● **Problem statement**: Would you return all of this data exactly, leaving nothing out?
_ _ _ _ _ _ _
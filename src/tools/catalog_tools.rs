use serde_json::{Map, Value};

use super::{arg_i64, ParamKind, ToolContext, ToolError, ToolParam, ToolSpec};

const RECENT_IMAGES_LIMIT: u32 = 50;

pub(super) const SPECS: &[ToolSpec] = &[
    ToolSpec {
        name: "list_images",
        description: "List the 50 most recent images in the darktable library.",
        params: &[],
        handler: list_images,
    },
    ToolSpec {
        name: "get_image_details",
        description: "Get detailed metadata for a specific image id.",
        params: &[ToolParam {
            name: "img_id",
            kind: ParamKind::Integer,
            description: "Image id in the darktable library",
            required: true,
        }],
        handler: get_image_details,
    },
];

fn list_images(ctx: &ToolContext, _args: &Map<String, Value>) -> Result<String, ToolError> {
    let images = ctx.catalog.list_recent_images(RECENT_IMAGES_LIMIT)?;
    pretty(&images)
}

fn get_image_details(ctx: &ToolContext, args: &Map<String, Value>) -> Result<String, ToolError> {
    let img_id = arg_i64(args, "img_id")?;
    match ctx.catalog.image_details(img_id)? {
        Some(row) => pretty(&row),
        None => Ok(String::from("Image not found")),
    }
}

fn pretty<T: serde::Serialize>(value: &T) -> Result<String, ToolError> {
    serde_json::to_string_pretty(value)
        .map_err(|e| ToolError::Aborted(format!("Failed to render catalog rows: {e}")))
}

#[cfg(test)]
mod tests {
    use crate::analysis::testing::FakeAnalyzer;
    use crate::catalog::testing::seeded_catalog;
    use crate::host::testing::ScriptedTransport;
    use crate::tools::testing::{args, harness, harness_with_catalog};
    use serde_json::{json, Map, Value};

    #[test]
    fn list_images_reads_catalog_without_touching_host() {
        let h = harness_with_catalog(
            ScriptedTransport::always_ok(),
            FakeAnalyzer::default(),
            seeded_catalog("tool_list"),
        );
        let out = h
            .dispatcher
            .invoke("list_images", &Map::new())
            .expect("list images");
        let rows: Value = serde_json::from_str(out.as_str()).expect("json rows");
        assert_eq!(rows[0]["filename"], json!("c.jpg"));
        assert_eq!(rows.as_array().map(Vec::len), Some(3));
        assert!(h.transport.commands().is_empty());
    }

    #[test]
    fn unknown_image_is_reported_as_not_found() {
        let h = harness_with_catalog(
            ScriptedTransport::always_ok(),
            FakeAnalyzer::default(),
            seeded_catalog("tool_details"),
        );
        let out = h
            .dispatcher
            .invoke("get_image_details", &args(json!({"img_id": 404})))
            .expect("query runs");
        assert_eq!(out, "Image not found");
    }

    #[test]
    fn missing_catalog_surfaces_as_error() {
        let h = harness(ScriptedTransport::always_ok(), FakeAnalyzer::default());
        let err = h
            .dispatcher
            .invoke("list_images", &Map::new())
            .expect_err("no catalog on disk");
        assert!(err.to_string().contains("catalog database not found"));
    }
}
_ _ _ _ _ _ _
● **Solution for this task**:
filename src/tools/catalog_tools.rs
use serde_json::{Map, Value};

use super::{arg_i64, ParamKind, ToolContext, ToolError, ToolParam, ToolSpec};

const RECENT_IMAGES_LIMIT: u32 = 50;

pub(super) const SPECS: &[ToolSpec] = &[
    ToolSpec {
        name: "list_images",
        description: "List the 50 most recent images in the darktable library.",
        params: &[],
        handler: list_images,
    },
    ToolSpec {
        name: "get_image_details",
        description: "Get detailed metadata for a specific image id.",
        params: &[ToolParam {
            name: "img_id",
            kind: ParamKind::Integer,
            description: "Image id in the darktable library",
            required: true,
        }],
        handler: get_image_details,
    },
];

fn list_images(ctx: &ToolContext, _args: &Map<String, Value>) -> Result<String, ToolError> {
    let images = ctx.catalog.list_recent_images(RECENT_IMAGES_LIMIT)?;
    pretty(&images)
}

fn get_image_details(ctx: &ToolContext, args: &Map<String, Value>) -> Result<String, ToolError> {
    let img_id = arg_i64(args, "img_id")?;
    match ctx.catalog.image_details(img_id)? {
        Some(row) => pretty(&row),
        None => Ok(String::from("Image not found")),
    }
}

fn pretty<T: serde::Serialize>(value: &T) -> Result<String, ToolError> {
    serde_json::to_string_pretty(value)
        .map_err(|e| ToolError::Aborted(format!("Failed to render catalog rows: {e}")))
}

#[cfg(test)]
mod tests {
    use crate::analysis::testing::FakeAnalyzer;
    use crate::catalog::testing::seeded_catalog;
    use crate::host::testing::ScriptedTransport;
    use crate::tools::testing::{args, harness, harness_with_catalog};
    use serde_json::{json, Map, Value};

    #[test]
    fn list_images_reads_catalog_without_touching_host() {
        let h = harness_with_catalog(
            ScriptedTransport::always_ok(),
            FakeAnalyzer::default(),
            seeded_catalog("tool_list"),
        );
        let out = h
            .dispatcher
            .invoke("list_images", &Map::new())
            .expect("list images");
        let rows: Value = serde_json::from_str(out.as_str()).expect("json rows");
        assert_eq!(rows[0]["filename"], json!("c.jpg"));
        assert_eq!(rows.as_array().map(Vec::len), Some(3));
        assert!(h.transport.commands().is_empty());
    }

    #[test]
    fn unknown_image_is_reported_as_not_found() {
        let h = harness_with_catalog(
            ScriptedTransport::always_ok(),
            FakeAnalyzer::default(),
            seeded_catalog("tool_details"),
        );
        let out = h
            .dispatcher
            .invoke("get_image_details", &args(json!({"img_id": 404})))
            .expect("query runs");
        assert_eq!(out, "Image not found");
    }

    #[test]
    fn missing_catalog_surfaces_as_error() {
        let h = harness(ScriptedTransport::always_ok(), FakeAnalyzer::default());
        let err = h
            .dispatcher
            .invoke("list_images", &Map::new())
            .expect_err("no catalog on disk");
        assert!(err.to_string().contains("catalog database not found"));
    }
}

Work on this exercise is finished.